Published May 1, 2004.
Is it worth the trouble? Yes. And it’s no trouble at all if you choose the right grinder.
To prove our point that fresh-ground spices improve dishes, we recently conducted two tests. We baked plain pound cakes flavored with cardamom and simmered savory chutneys flavored with cumin, coriander, and cardamom, blind-tasting samples prepared with freshly ground and preground supermarket spices side by side. The fresh-ground spices won a decisive victory for their superior aroma, vibrancy, and roundness of flavor.
The test kitchen standard for grinding spices is an inexpensive blade-type electric coffee grinder (which we use for spices only, reserving a separate unit to grind coffee), but we had never put it up against other devices designed specifically for the task. Could we be missing out on something? We assembled a variety of models, looking for a grinder that would produce the most delicate, uniform powder and that was easy to both use and clean.
First up were the dedicated spice grinders. Like pepper mills, they are torsion-operated, meaning that you twist one part of the device (a glass or plastic jar loaded with spices) while holding a second part steady (a grinder housing screwed to the jar). The grinding mechanism consists of a rotating, grooved "male" head that fits into a stationary, grooved "female" ring. Wider grooves where the two meet break the seeds and feed the pieces down into finer grooves that grind them.
Many manufacturers tout grinding mechanisms made of ceramic, which is said to be superhard and corrosion-resistant. Despite these alleged advantages, we found that these models clogged easily with spice residue, essentially stopping the output of ground spices. The same was true for steel mechanisms. That, added to the exhausting, frustrating, endless twisting required to wrest ground spices from these units, made testing six of them consecutively seem like an act of masochism. On the whole, we'd skip torsion-operated grinders altogether.
Next up were three versions of the age-old mortar and pestle, including a Japanese suribachi with a textured grinding surface to help break down the contents.
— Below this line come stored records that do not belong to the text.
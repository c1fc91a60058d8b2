use std::marker::PhantomData;
use std::rc::Rc;

use crate::condition::StaticAttributeModification;
use crate::ids::ConditionId;
use crate::session::Session;

/// A read-through wrapper over a base value (§4.5): a domain object's
/// `price` or `power` field, modifiable by any
/// [`StaticAttributeModification`] connected under this attribute's name.
///
/// `get` composes every connected modifier ordered by `time_stamp`
/// ascending — oldest connection first — folding each modifier's
/// `resolve(owner, current)` over the running value. Adding a modifier
/// mid-session only affects reads taken afterward.
pub struct ProtectedAttribute<O: 'static, V: Clone + 'static> {
    name: &'static str,
    base: V,
    _owner: PhantomData<fn(&O)>,
}

impl<O: 'static, V: Clone + 'static> ProtectedAttribute<O, V> {
    pub fn new(name: &'static str, base: V) -> Self {
        ProtectedAttribute {
            name,
            base,
            _owner: PhantomData,
        }
    }

    pub fn base(&self) -> &V {
        &self.base
    }

    pub fn get(&self, session: &mut Session, owner: &O) -> V {
        let signal = format!("_aa_{}", self.name);
        let mut found = session.dispatcher_send_plain(&signal);
        found.sort_by_key(|(handler_id, _)| {
            session
                .condition_timestamps
                .get(&ConditionId::from(*handler_id))
                .copied()
                .unwrap_or(0)
        });

        let mut current = self.base.clone();
        for (_, modifier_any) in found {
            let modifier = modifier_any
                .downcast::<Rc<StaticAttributeModification<O, V>>>()
                .expect("attribute modifier type mismatch");
            current = modifier.apply(owner, current);
        }
        current
    }
}

/// Marker for a domain type whose fields are exposed as
/// `ProtectedAttribute`s. The engine places no requirements on
/// implementors beyond being a session-bound value the domain owns;
/// this trait exists only to name the convention.
pub trait Attributed {}
use serde::Serialize;

use crate::i18n::messages::Messages;
use crate::i18n::Locale;

use super::domain::{BookingEnquiry, EnquiryDraft, EnquiryField};

/// A single rejected field with its localized message.
#[derive(Debug, Clone, Copy, PartialEq, Eq, Serialize)]
pub struct FieldError {
    pub field: EnquiryField,
    pub message: &'static str,
}

/// Ordered validation failures, one entry per rejected field, in schema
/// order. Never empty: `validate` returns `Ok` instead.
#[derive(Debug, Clone, PartialEq, Eq, Serialize)]
#[serde(transparent)]
pub struct FieldErrors(Vec<FieldError>);

impl FieldErrors {
    pub fn len(&self) -> usize {
        self.0.len()
    }

    pub fn is_empty(&self) -> bool {
        self.0.is_empty()
    }

    pub fn iter(&self) -> impl Iterator<Item = &FieldError> {
        self.0.iter()
    }

    /// Message for one field, if that field was rejected.
    pub fn message_for(&self, field: EnquiryField) -> Option<&'static str> {
        self.0
            .iter()
            .find(|error| error.field == field)
            .map(|error| error.message)
    }
}

/// The booking enquiry validation rules, bound to one locale's messages.
///
/// Both consumers share this type: the form flow builds one for the
/// request's locale, the API endpoint uses the default. Rules are
/// evaluated independently so every failing field reports at once.
#[derive(Debug, Clone)]
pub struct EnquirySchema {
    locale: Locale,
    messages: &'static Messages,
}

impl EnquirySchema {
    pub fn for_locale(locale: Locale) -> Self {
        Self {
            locale,
            messages: Messages::for_locale(locale),
        }
    }

    pub fn locale(&self) -> Locale {
        self.locale
    }

    /// Check a draft against every rule and either normalize it into a
    /// `BookingEnquiry` or report all failing fields.
    ///
    /// Presence checks do not trim, so whitespace-only input satisfies
    /// them. No ordering is enforced between arrival and departure dates.
    pub fn validate(&self, draft: &EnquiryDraft) -> Result<BookingEnquiry, FieldErrors> {
        let m = self.messages;
        let mut errors = Vec::new();

        if draft.first_name.is_empty() {
            errors.push(FieldError {
                field: EnquiryField::FirstName,
                message: m.error_first_name,
            });
        }
        if draft.last_name.is_empty() {
            errors.push(FieldError {
                field: EnquiryField::LastName,
                message: m.error_last_name,
            });
        }
        if !email_is_valid(&draft.email) {
            errors.push(FieldError {
                field: EnquiryField::Email,
                message: m.error_email,
            });
        }
        if draft.phone.chars().count() < 10 {
            errors.push(FieldError {
                field: EnquiryField::Phone,
                message: m.error_phone,
            });
        }
        if draft.company.is_empty() {
            errors.push(FieldError {
                field: EnquiryField::Company,
                message: m.error_company,
            });
        }
        if draft.group_size.is_empty() {
            errors.push(FieldError {
                field: EnquiryField::GroupSize,
                message: m.error_group_size,
            });
        }
        if draft.arrival_date.is_empty() {
            errors.push(FieldError {
                field: EnquiryField::ArrivalDate,
                message: m.error_arrival_date,
            });
        }
        if draft.departure_date.is_empty() {
            errors.push(FieldError {
                field: EnquiryField::DepartureDate,
                message: m.error_departure_date,
            });
        }
        if draft.location.is_empty() {
            errors.push(FieldError {
                field: EnquiryField::Location,
                message: m.error_location,
            });
        }

        if !errors.is_empty() {
            return Err(FieldErrors(errors));
        }

        Ok(BookingEnquiry {
            first_name: draft.first_name.clone(),
            last_name: draft.last_name.clone(),
            email: draft.email.clone(),
            phone: draft.phone.clone(),
            company: draft.company.clone(),
            group_size: draft.group_size.clone(),
            arrival_date: draft.arrival_date.clone(),
            departure_date: draft.departure_date.clone(),
            location: draft.location.clone(),
            requirements: draft.requirements.clone(),
        })
    }
}

impl Default for EnquirySchema {
    fn default() -> Self {
        Self::for_locale(Locale::DEFAULT)
    }
}

/// Email grammar check: non-empty local part without whitespace, a single
/// `@`, and a dotted domain of alphanumeric/hyphen labels ending in a
/// letters-only label of at least two characters.
fn email_is_valid(value: &str) -> bool {
    let Some((local, domain)) = value.split_once('@') else {
        return false;
    };
    if local.is_empty() || local.chars().any(char::is_whitespace) {
        return false;
    }
    if domain.contains('@') {
        return false;
    }

    let labels: Vec<&str> = domain.split('.').collect();
    if labels.len() < 2 {
        return false;
    }
    let labels_ok = labels.iter().all(|label| {
        !label.is_empty()
            && !label.starts_with('-')
            && !label.ends_with('-')
            && label.chars().all(|c| c.is_ascii_alphanumeric() || c == '-')
    });
    if !labels_ok {
        return false;
    }

    let tld = labels[labels.len() - 1];
    tld.len() >= 2 && tld.chars().all(|c| c.is_ascii_alphabetic())
}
As a group, these were no more effective than the torsion-operated grinders. While the action required to work a mortar and pestle was less stressful than the repetitive motion required to work the torsion-operated grinders, it was still too much effort considering the disappointing piles of bruised, mangled seeds that we produced.
Last up were the electric coffee grinders, which were, in short, like breaths of fresh air. The only physical exertion required to use them was pressing a button. No stress, strain, or sore forearms, and they produced consistently good results on all of the test spices. And it only got better: The coffee grinders were easy to brush or wipe clean (just mind the blade!), easy to control for texture of grind, and no more expensive than the manual grinders and mortars and pestles.
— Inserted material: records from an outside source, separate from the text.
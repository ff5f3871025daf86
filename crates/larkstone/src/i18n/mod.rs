//! Locale handling for the routed site: the closed locale set and the
//! path rewriting used by the language switcher.

pub mod messages;

use std::fmt;

/// A locale the site serves. The set is closed: routing, the message
/// catalogs, and the switcher all enumerate exactly these variants.
#[derive(Debug, Clone, Copy, PartialEq, Eq, Hash)]
pub enum Locale {
    EnGb,
    DeDe,
}

impl Locale {
    /// Every supported locale, in switcher display order.
    pub const ALL: [Locale; 2] = [Locale::EnGb, Locale::DeDe];

    /// Locale used when no explicit choice has been made.
    pub const DEFAULT: Locale = Locale::EnGb;

    /// Parse a route segment. Matching is exact; URL segments are
    /// case-sensitive and anything outside the closed set is rejected.
    pub fn from_code(code: &str) -> Option<Self> {
        match code {
            "en-GB" => Some(Locale::EnGb),
            "de-DE" => Some(Locale::DeDe),
            _ => None,
        }
    }

    /// The BCP 47 tag used as route segment and `lang` attribute.
    pub const fn code(self) -> &'static str {
        match self {
            Locale::EnGb => "en-GB",
            Locale::DeDe => "de-DE",
        }
    }

    /// Name of the language in that language, for the switcher control.
    pub const fn native_name(self) -> &'static str {
        match self {
            Locale::EnGb => "English",
            Locale::DeDe => "Deutsch",
        }
    }
}

impl fmt::Display for Locale {
    fn fmt(&self, f: &mut fmt::Formatter<'_>) -> fmt::Result {
        f.write_str(self.code())
    }
}

/// Rewrite `path` so it points at the same page under `target`.
///
/// A leading segment that parses as a supported locale is replaced;
/// otherwise the target locale is prefixed.
pub fn switch_locale_path(path: &str, target: Locale) -> String {
    let trimmed = path.strip_prefix('/').unwrap_or(path);
    if trimmed.is_empty() {
        return format!("/{}", target.code());
    }

    let (head, rest) = match trimmed.split_once('/') {
        Some((head, rest)) => (head, rest),
        None => (trimmed, ""),
    };

    if Locale::from_code(head).is_some() {
        if rest.is_empty() {
            format!("/{}", target.code())
        } else {
            format!("/{}/{}", target.code(), rest)
        }
    } else {
        format!("/{}/{}", target.code(), trimmed)
    }
}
To narrow the field further, we ground on to compare the four models' performance grinding spices in three amounts: small (1 teaspoon), medium (1 tablespoon), and large (1/4 cup). The four blade-type electric grinders whizzed through the tests with flying colors, producing fine powders from each amount of each spice. Only the lone burr mill, which worked like a motorized pepper grinder, failed to grind the spices finely enough, even when adjusted to its finest setting.
The tests did leave us concerned about overheating from the spinning blade of an electric grinder would effect the spices’ flavor. Taste tests of chutney and cardamom cake showed only very subtle differences between manual and electric grinders. We concluded that there's no need to worry about overheating spices in an electric grinder.